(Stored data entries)
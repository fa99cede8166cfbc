//! API route definitions.

use axum::{Router, middleware};

use crate::{
    AppState,
    middleware::{auth_middleware, require_admin},
};

pub mod accounts;
pub mod admin;
pub mod auth;
pub mod health;
pub mod loans;
pub mod transactions;
pub mod users;

/// Creates the API router: public, authenticated and admin-only routes.
pub fn api_routes(state: AppState) -> Router<AppState> {
    let public_routes = Router::new()
        .merge(health::routes())
        .merge(auth::routes())
        .merge(loans::public_routes());

    // Protected routes that require authentication
    let protected_routes = Router::new()
        .merge(auth::protected_routes())
        .merge(users::routes())
        .merge(accounts::routes())
        .merge(transactions::routes())
        .merge(loans::routes())
        .layer(middleware::from_fn_with_state(
            state.clone(),
            auth_middleware,
        ));

    // Admin routes; the auth layer runs first and installs the actor
    let admin_routes = admin::routes()
        .layer(middleware::from_fn(require_admin))
        .layer(middleware::from_fn_with_state(state, auth_middleware));

    Router::new()
        .merge(public_routes)
        .merge(protected_routes)
        .merge(admin_routes)
}
//! Core banking rules for Corebank.
//!
//! This crate contains pure business logic with ZERO web or database dependencies.
//! All domain types, validation rules, and calculations live here; the `db` crate
//! applies them inside database transactions.
//!
//! # Modules
//!
//! - `auth` - Password hashing, roles and access checks
//! - `account` - Account opening and status rules
//! - `ledger` - Balance postings, transfers, reversals and statements
//! - `loan` - EMI calculation, amortization and installment progress
//! - `analytics` - Aggregation shapes for admin reporting
//! - `audit` - Audit trail entries for privileged actions

#[macro_use]
mod macros;

pub mod account;
pub mod analytics;
pub mod audit;
pub mod auth;
pub mod ledger;
pub mod loan;
mod numbering;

» YOUR INSTRUCTIONS
Count the lines in the records above that contain the word "AppState", and reply with only that number.

» WRITTEN RESPONSE
2